187 Para que houvesse cumprimento da LBN, as províncias poderiam ter acesso a um recurso financeiro do Fundo de Compensação, mas como condicionalidade de acesso, cada província deve aprovar o Planejamento Territorial de Florestas Nativas (OTBN), no qual as áreas são divididas em quatro, que vão da conservação total à propícia à agricultura.

O sancionamento pela presidente ocorreu depois de um evento extremo “anunciado” em 2006, que se repetiu de modo ampliado em 2009: a inundação da cidade de Tartagal, província de Salta, associado diretamente ao desflorestamento e ao avanço da fronteira agrícola (monocultura de soja), cujo apelo midiático se edificou na culpabilização do governo federal. O tratamento da questão ambiental no governo de Cristina Kirchner possui algumas diferenças em relação ao governo de Néstor Kirchner, mesmo que ambos tenham exercido uma política econômica muito semelhante, na qual desenvolvimento econômico é expressão de desenvolvimento social (kirchernismo).

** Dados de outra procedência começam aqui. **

//! Transaction context with undo logging and row-level locks.
//!
//! Writes apply to table state immediately and append a compensating entry
//! to the undo log. Commit releases locks and discards the log; dropping an
//! uncommitted context replays the log in reverse, so a partial cascade can
//! never survive an error path.
//!
//! Row locks are acquired on first write to a row and held until commit or
//! rollback. Lock acquisition never blocks: a conflict is returned to the
//! caller as `StoreError::LockConflict` immediately.

use crate::{RecordStore, Result, Row, StoreError, Value};

/// Compensating action recorded for each write.
#[derive(Debug, Clone)]
pub enum UndoEntry {
    /// Undo an insert: remove the row.
    Inserted { table: String, id: String },
    /// Undo an update: restore the previous row image.
    Updated { table: String, row: Row },
    /// Undo a delete: restore the removed row.
    Deleted { table: String, row: Row },
}

/// An open transaction against a [`RecordStore`].
///
/// Passed explicitly to every helper that must share the atomic scope, so
/// cascade deletion and audit writes are statically tied to one commit.
pub struct Tx<'a> {
    store: &'a RecordStore,
    tx_id: u64,
    undo: Vec<UndoEntry>,
    active: bool,
}

impl<'a> Tx<'a> {
    pub(crate) fn new(store: &'a RecordStore, tx_id: u64) -> Self {
        Self {
            store,
            tx_id,
            undo: Vec::new(),
            active: true,
        }
    }

    pub fn id(&self) -> u64 {
        self.tx_id
    }

    fn ensure_active(&self) -> Result<()> {
        if self.active {
            Ok(())
        } else {
            Err(StoreError::TxClosed)
        }
    }

    /// Insert a new row. Fails with `Duplicate` if the id is taken.
    pub fn insert(&mut self, table: &str, row: Row) -> Result<()> {
        self.ensure_active()?;
        self.store.lock_row(table, &row.id, self.tx_id)?;

        let table_ref = self.store.table(table);
        let mut rows = table_ref.write();
        if rows.contains_key(&row.id) {
            return Err(StoreError::Duplicate {
                table: table.to_string(),
                id: row.id,
            });
        }
        self.undo.push(UndoEntry::Inserted {
            table: table.to_string(),
            id: row.id.clone(),
        });
        rows.insert(row.id.clone(), row);
        Ok(())
    }

    /// Patch named fields of an existing row.
    pub fn update(
        &mut self,
        table: &str,
        id: &str,
        patch: impl IntoIterator<Item = (String, Value)>,
    ) -> Result<()> {
        self.ensure_active()?;
        self.store.lock_row(table, id, self.tx_id)?;

        let table_ref = self.store.table(table);
        let mut rows = table_ref.write();
        let row = rows.get_mut(id).ok_or_else(|| StoreError::NotFound {
            table: table.to_string(),
            id: id.to_string(),
        })?;
        self.undo.push(UndoEntry::Updated {
            table: table.to_string(),
            row: row.clone(),
        });
        for (name, value) in patch {
            row.fields.insert(name, value);
        }
        Ok(())
    }

    /// Hard-delete a row.
    pub fn delete(&mut self, table: &str, id: &str) -> Result<()> {
        self.ensure_active()?;
        self.store.lock_row(table, id, self.tx_id)?;

        let table_ref = self.store.table(table);
        let mut rows = table_ref.write();
        let row = rows.remove(id).ok_or_else(|| StoreError::NotFound {
            table: table.to_string(),
            id: id.to_string(),
        })?;
        self.undo.push(UndoEntry::Deleted {
            table: table.to_string(),
            row,
        });
        Ok(())
    }

    /// Hard-delete every row matching the predicate; returns the count.
    pub fn delete_where<F>(&mut self, table: &str, pred: F) -> Result<usize>
    where
        F: Fn(&Row) -> bool,
    {
        self.ensure_active()?;
        let ids: Vec<String> = self
            .store
            .scan(table, &pred)
            .into_iter()
            .map(|r| r.id)
            .collect();
        for id in &ids {
            self.delete(table, id)?;
        }
        Ok(ids.len())
    }

    /// Read through to table state (sees this transaction's own writes).
    pub fn get(&self, table: &str, id: &str) -> Option<Row> {
        self.store.get(table, id)
    }

    /// Scan through to table state (sees this transaction's own writes).
    pub fn scan<F>(&self, table: &str, pred: F) -> Vec<Row>
    where
        F: Fn(&Row) -> bool,
    {
        self.store.scan(table, pred)
    }

    /// Make every write permanent and release row locks.
    pub fn commit(mut self) {
        self.undo.clear();
        self.active = false;
        self.store.release_locks(self.tx_id);
    }

    fn rollback(&mut self) {
        // Reverse order so earlier writes are restored last.
        while let Some(entry) = self.undo.pop() {
            match entry {
                UndoEntry::Inserted { table, id } => {
                    let table_ref = self.store.table(&table);
                    table_ref.write().remove(&id);
                }
                UndoEntry::Updated { table, row } | UndoEntry::Deleted { table, row } => {
                    let table_ref = self.store.table(&table);
                    table_ref.write().insert(row.id.clone(), row);
                }
            }
        }
        self.active = false;
        self.store.release_locks(self.tx_id);
    }
}

impl Drop for Tx<'_> {
    fn drop(&mut self) {
        if self.active {
            self.rollback();
        }
    }
}
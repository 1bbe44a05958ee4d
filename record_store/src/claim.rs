//! Skip-locked row claiming and session-scoped advisory locks.
//!
//! `claim_one` mirrors `SELECT ... FOR UPDATE SKIP LOCKED LIMIT 1`:
//! competing workers each grab a different unlocked candidate without
//! blocking. Advisory locks serialize destructive work on one logical key
//! (here, a hash of the tenant id) across schedulers; both guards release
//! unconditionally on drop.

use std::sync::atomic::Ordering;

use dashmap::DashMap;
use sha2::{Digest, Sha256};

use crate::{RecordStore, Row};

/// A claimed row, exclusively held until the guard drops.
pub struct ClaimGuard<'a> {
    store: &'a RecordStore,
    claim_id: u64,
    row: Row,
    table: String,
}

impl ClaimGuard<'_> {
    pub fn row(&self) -> &Row {
        &self.row
    }

    pub fn table(&self) -> &str {
        &self.table
    }
}

impl Drop for ClaimGuard<'_> {
    fn drop(&mut self) {
        self.store.release_locks(self.claim_id);
    }
}

impl RecordStore {
    /// Claim the first unlocked row matching the predicate, skipping rows
    /// locked by live transactions or other claims. Returns `None` when no
    /// unlocked candidate exists — callers treat that as "nothing to do",
    /// not an error.
    pub fn claim_one<F>(&self, table: &str, pred: F) -> Option<ClaimGuard<'_>>
    where
        F: Fn(&Row) -> bool,
    {
        let claim_id = self.next_tx.fetch_add(1, Ordering::SeqCst);
        let candidates = self.scan(table, pred);
        for row in candidates {
            if self.lock_row(table, &row.id, claim_id).is_ok() {
                // Re-read under the lock: the row may have changed or been
                // deleted between the scan and the claim.
                match self.get(table, &row.id) {
                    Some(current) => {
                        return Some(ClaimGuard {
                            store: self,
                            claim_id,
                            row: current,
                            table: table.to_string(),
                        });
                    }
                    None => self.release_locks(claim_id),
                }
            }
        }
        None
    }
}

/// Registry of cooperative session locks keyed by i64.
pub struct AdvisoryLocks {
    held: DashMap<i64, ()>,
}

impl Default for AdvisoryLocks {
    fn default() -> Self {
        Self::new()
    }
}

impl AdvisoryLocks {
    pub fn new() -> Self {
        Self {
            held: DashMap::new(),
        }
    }

    /// Try to take the lock. `None` means another session holds it; the
    /// caller skips the work and retries on a later tick.
    pub fn try_lock(&self, key: i64) -> Option<AdvisoryGuard<'_>> {
        match self.held.entry(key) {
            dashmap::Entry::Occupied(_) => None,
            dashmap::Entry::Vacant(e) => {
                e.insert(());
                Some(AdvisoryGuard { locks: self, key })
            }
        }
    }

    pub fn is_held(&self, key: i64) -> bool {
        self.held.contains_key(&key)
    }
}

/// Holds one advisory lock; released on drop, success or failure alike.
pub struct AdvisoryGuard<'a> {
    locks: &'a AdvisoryLocks,
    key: i64,
}

impl AdvisoryGuard<'_> {
    pub fn key(&self) -> i64 {
        self.key
    }
}

impl Drop for AdvisoryGuard<'_> {
    fn drop(&mut self) {
        self.locks.held.remove(&self.key);
    }
}

/// Hash an arbitrary string into the i64 advisory key space.
pub fn advisory_key_for(s: &str) -> i64 {
    let digest = Sha256::digest(s.as_bytes());
    let mut bytes = [0u8; 8];
    bytes.copy_from_slice(&digest[..8]);
    i64::from_be_bytes(bytes)
}
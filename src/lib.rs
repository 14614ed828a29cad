//! # kvwhere
//!
//! Resolves disjunctive (OR) predicates over one indexed field of a document
//! model stored as secondary indices in a key-value store, and materializes
//! the matching ids into a caller-owned accumulator collection.
//!
//! ## Features
//!
//! - Unordered (set) and ordered (sorted set) representations
//! - Identifier, unique and indexed field strategies
//! - Literal terms and references to value collections
//! - Atomic resolution inside one store transaction
//! - In-memory store with rollback and JSON snapshots

pub mod backend;
pub mod config;
pub mod error;
pub mod keys;
pub mod query;
pub mod storage;

pub mod prelude {
    pub use crate::config::ResolverConfig;
    pub use crate::error::{KvWhereError, Result};
    pub use crate::query::{Accumulator, FieldStrategy, Resolution, Resolver, Term, TermKind};
    pub use crate::storage::memory::MemoryStore;
    pub use crate::storage::{CollectionKind, KeyValueStore, Store};
}

// Version information
pub const VERSION: &str = env!("CARGO_PKG_VERSION");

Enquanto que para Néstor Kirchner o ambiente é sinônimo de produção, mas também de justiça social (tomada de decisão frente ao caso Papeleras), para Cristina Kirchner o ambiente é antes de tudo produtivo, rentável. Enquanto que o posicionamento de Néstor Kirchner e Alberto Fernández com relação ao ambiente pode ser explicado pelo contexto econômico favorável, o que favoreceu múltiplas alianças políticas. Cristina Kirchner, após o desgaste com o setor agrícola, a exaustiva política das emissoras de desqualificação de seu governo e os vaivéns econômicos, passou a responder aos interesses de grupos específicos, como o da mineração e agrícola em relação ao ambiente (lei dos glaciares e dos bosques), além de empreender uma política de retirada das controvérsias, o que fica evidente pela alta rotatividade nos postos de comando de Secretarias e Ministérios.

O que fica claro é que, a partir de 2006, a nomeação e a exoneração dos três primeiros secretários da SAyDS (Picolotti, Bibilioni e Mussi) estava relacionado a conflitos ambientais na época (o caso Papeleras, o saneamento da Bacia Matanza- Riachuelo e a mineração), e que, mesmo com o avanço normativo (lei dos glaciares, lei de proteção dos bosques nativos e lei de controle de atividades com queimadas), a política ambiental não alcançou institucionalização e, por conseguinte, implementação.

As gestões posteriores a de Picolotti na SAyDS, embora sem sucesso, buscaram afastar-se dos divergentes interesses setoriais do governo e do próprio poder Executivo, atuando no cumprimento da decisão da SCJ em relação ao saneamento da Bacia Matanza-Riachuelo, na promoção e participação das atividades da ACUMAR, na erradicação de aterros a céu aberto e na demarcação de terras indígenas e de parques nacionais. Porém, como os itens são reveladores,

distintos interesses públicos e privados estavam em jogo e o afastamento foi impossível.